At its core, edge computing relies on geographically disparate pieces of equipment being able to seamlessly talk with one another. This could be compute or storage nodes talking with one another, or those nodes talking with sensors or machinery that collect or action an edge network’s data. Edge infrastructure depends on those technologies being able to reliably interact.

Geographic separation has also led to a tendency towards a diversity in equipment. Whether due to supplier availability or adaptations to the local area, the most efficient edge infrastructure is one that can accommodate a variety of technologies. In practice, the marketplace pressures to accommodate this is often inevitable for many larger operators of edge networks, especially for those that wish to avoid lock-in with a particular vendor.

To make a diverse and disparate edge network viable, organisations need to adopt open technologies. Creating standards around open source software and hardware to ensure that they can interact via open source solutions is ultimately the only way to guarantee that every component in a diverse and distributed edge network can interact with its counterparts.

2. Using the hybrid cloud

In practice, a sufficiently scaled edge network is going to be a fusion of many different workloads operating in concert with one-another.

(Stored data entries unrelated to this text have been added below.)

//! Authentication middleware
//!
//! JWT authentication and role-based access control middleware

use axum::{
    extract::{Request, State},
    http::{header::AUTHORIZATION, StatusCode},
    middleware::Next,
    response::{IntoResponse, Response},
    Json,
};
use jsonwebtoken::{decode, DecodingKey, Validation};
use serde::{Deserialize, Serialize};
use uuid::Uuid;

use crate::error::{AppError, AppResult, ErrorDetail, ErrorResponse};
use crate::AppState;
use shared::{Action, Resource, UserRole};

/// Authenticated user information extracted from JWT
#[derive(Clone, Debug)]
pub struct AuthUser {
    pub user_id: Uuid,
    pub username: String,
    pub role: UserRole,
    pub permissions: Vec<String>,
}

impl AuthUser {
    /// Check if user has a specific permission
    pub fn has_permission(&self, resource: Resource, action: Action) -> bool {
        let permission = format!("{}:{}", resource.as_str(), action.as_str());
        self.permissions.contains(&permission)
    }

    pub fn has_role(&self, roles: &[UserRole]) -> bool {
        roles.contains(&self.role)
    }
}

/// JWT claims structure
#[derive(Debug, Serialize, Deserialize)]
pub struct Claims {
    pub sub: String,
    pub username: String,
    pub role: UserRole,
    pub permissions: Vec<String>,
    pub exp: i64,
    pub iat: i64,
}

/// Decode and validate a JWT into an [`AuthUser`]
pub fn decode_token(token: &str, secret: &str) -> AppResult<AuthUser> {
    let claims = decode::<Claims>(
        token,
        &DecodingKey::from_secret(secret.as_bytes()),
        &Validation::default(),
    )
    .map(|data| data.claims)
    .map_err(|e| AppError::Unauthorized(format!("Invalid token: {}", e)))?;

    let user_id = Uuid::parse_str(&claims.sub).map_err(|_| AppError::InvalidToken)?;

    Ok(AuthUser {
        user_id,
        username: claims.username,
        role: claims.role,
        permissions: claims.permissions,
    })
}

/// Authentication middleware that validates the bearer token and stores the
/// [`AuthUser`] in request extensions
pub async fn auth_middleware(
    State(state): State<AppState>,
    mut request: Request,
    next: Next,
) -> Response {
    let auth_header = request
        .headers()
        .get(AUTHORIZATION)
        .and_then(|h| h.to_str().ok());

    let token = match auth_header.and_then(|h| h.strip_prefix("Bearer ")) {
        Some(token) => token,
        None => return unauthorized_response("Missing or invalid Authorization header"),
    };

    let auth_user = match decode_token(token, &state.config.jwt.secret) {
        Ok(user) => user,
        Err(e) => return unauthorized_response(&e.to_string()),
    };

    request.extensions_mut().insert(auth_user);

    next.run(request).await
}

fn unauthorized_response(message: &str) -> Response {
    let error = ErrorResponse {
        error: ErrorDetail::new("UNAUTHORIZED", message),
    };

    (StatusCode::UNAUTHORIZED, Json(error)).into_response()
}

/// Extractor for authenticated user
/// Use this in handlers to get the current user
#[derive(Clone, Debug)]
pub struct CurrentUser(pub AuthUser);

#[axum::async_trait]
impl<S> axum::extract::FromRequestParts<S> for CurrentUser
where
    S: Send + Sync,
{
    type Rejection = (StatusCode, Json<ErrorResponse>);

    async fn from_request_parts(
        parts: &mut axum::http::request::Parts,
        _state: &S,
    ) -> Result<Self, Self::Rejection> {
        parts
            .extensions
            .get::<AuthUser>()
            .cloned()
            .map(CurrentUser)
            .ok_or_else(|| {
                let error = ErrorResponse {
                    error: ErrorDetail::new("UNAUTHORIZED", "Authentication required"),
                };
                (StatusCode::UNAUTHORIZED, Json(error))
            })
    }
}

/// Permission guard for use in handlers
pub fn check_permission(user: &AuthUser, resource: Resource, action: Action) -> AppResult<()> {
    if user.has_permission(resource, action) {
        Ok(())
    } else {
        tracing::debug!(
            username = %user.username,
            "Permission denied: requires {}:{}",
            resource.as_str(),
            action.as_str()
        );
        Err(AppError::InsufficientPermissions)
    }
}

/// Role guard for endpoints restricted to specific roles
pub fn check_role(user: &AuthUser, roles: &[UserRole]) -> AppResult<()> {
    if user.has_role(roles) {
        Ok(())
    } else {
        Err(AppError::InsufficientPermissions)
    }
}

#[cfg(test)]
mod tests {
    use super::*;
    use jsonwebtoken::{encode, EncodingKey, Header};

    fn token_for(role: UserRole, secret: &str, exp_offset: i64) -> String {
        let now = chrono::Utc::now().timestamp();
        let claims = Claims {
            sub: Uuid::new_v4().to_string(),
            username: "kasir1".to_string(),
            role,
            permissions: role.permission_strings(),
            exp: now + exp_offset,
            iat: now,
        };
        encode(
            &Header::default(),
            &claims,
            &EncodingKey::from_secret(secret.as_bytes()),
        )
        .unwrap()
    }

    #[test]
    fn test_decode_valid_token() {
        let token = token_for(UserRole::Kasir, "secret", 3600);
        let user = decode_token(&token, "secret").unwrap();
        assert_eq!(user.role, UserRole::Kasir);
        assert_eq!(user.username, "kasir1");
        assert!(user.has_permission(Resource::Transaksi, Action::Create));
        assert!(!user.has_permission(Resource::Settings, Action::Edit));
    }

    #[test]
    fn test_decode_rejects_wrong_secret() {
        let token = token_for(UserRole::Admin, "secret", 3600);
        assert!(decode_token(&token, "other").is_err());
    }

    #[test]
    fn test_decode_rejects_expired_token() {
        let token = token_for(UserRole::Admin, "secret", -3600);
        assert!(decode_token(&token, "secret").is_err());
    }

    #[test]
    fn test_guards() {
        let token = token_for(UserRole::Chef, "secret", 3600);
        let chef = decode_token(&token, "secret").unwrap();
        assert!(check_permission(&chef, Resource::Produksi, Action::Approve).is_ok());
        assert!(check_permission(&chef, Resource::Modal, Action::Edit).is_err());
        assert!(check_role(&chef, &[UserRole::Admin]).is_err());
        assert!(check_role(&chef, &[UserRole::Admin, UserRole::Chef]).is_ok());
    }
}
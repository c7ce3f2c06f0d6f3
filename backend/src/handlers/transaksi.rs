//! HTTP handlers for sales

use axum::{
    extract::{Path, Query, State},
    http::StatusCode,
    Json,
};
use serde::Deserialize;
use uuid::Uuid;

use shared::{Action, PaginatedResponse, Resource, SaleStatus, Transaksi, UserRole};

use crate::error::AppResult;
use crate::middleware::{check_permission, check_role, CurrentUser};
use crate::services::transaksi::{CreateSaleInput, SaleOutcome, TransaksiFilter};
use crate::services::TransaksiService;
use crate::AppState;

#[derive(Deserialize)]
pub struct UpdateStatusRequest {
    pub status: SaleStatus,
}

pub async fn create_transaksi(
    State(state): State<AppState>,
    current_user: CurrentUser,
    Json(input): Json<CreateSaleInput>,
) -> AppResult<(StatusCode, Json<SaleOutcome>)> {
    check_permission(&current_user.0, Resource::Transaksi, Action::Create)?;
    let outcome = TransaksiService::from_state(&state).create(input).await?;
    Ok((StatusCode::CREATED, Json(outcome)))
}

pub async fn list_transaksi(
    State(state): State<AppState>,
    current_user: CurrentUser,
    Query(filter): Query<TransaksiFilter>,
) -> AppResult<Json<PaginatedResponse<Transaksi>>> {
    check_permission(&current_user.0, Resource::Transaksi, Action::View)?;
    let page = TransaksiService::from_state(&state).list(&filter).await?;
    Ok(Json(page))
}

pub async fn get_transaksi(
    State(state): State<AppState>,
    current_user: CurrentUser,
    Path(id): Path<Uuid>,
) -> AppResult<Json<Transaksi>> {
    check_permission(&current_user.0, Resource::Transaksi, Action::View)?;
    let transaksi = TransaksiService::from_state(&state).get(id).await?;
    Ok(Json(transaksi))
}

pub async fn update_transaksi_status(
    State(state): State<AppState>,
    current_user: CurrentUser,
    Path(id): Path<Uuid>,
    Json(body): Json<UpdateStatusRequest>,
) -> AppResult<Json<SaleOutcome>> {
    check_permission(&current_user.0, Resource::Transaksi, Action::Edit)?;
    let outcome = TransaksiService::from_state(&state)
        .update_status(id, body.status)
        .await?;
    Ok(Json(outcome))
}

pub async fn cancel_transaksi(
    State(state): State<AppState>,
    current_user: CurrentUser,
    Path(id): Path<Uuid>,
) -> AppResult<Json<SaleOutcome>> {
    check_permission(&current_user.0, Resource::Transaksi, Action::Edit)?;
    let outcome = TransaksiService::from_state(&state).cancel(id).await?;
    Ok(Json(outcome))
}

pub async fn delete_transaksi(
    State(state): State<AppState>,
    current_user: CurrentUser,
    Path(id): Path<Uuid>,
) -> AppResult<StatusCode> {
    check_role(&current_user.0, &[UserRole::Admin])?;
    TransaksiService::from_state(&state).delete(id).await?;
    Ok(StatusCode::NO_CONTENT)
}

Among other things, you can expect your edge infrastructure to be running virtual machines, containers, and bare-metal nodes running network functions. With particularly data-intensive workloads such as AI demanding microservice architectures, edge computing needs to be able to reconcile such complex tasks with more traditional and routine workloads.

This is where the hybrid cloud becomes essential for the edge computing paradigm. A hybrid cloud deployment creates a common foundation for an edge system, which in turn allows teams to manage thousands of networked devices just as they would a centralised server. In addition, a hybrid cloud architecture’s inherent diversity also helps organisations avoid the spectre of vendor lock-in.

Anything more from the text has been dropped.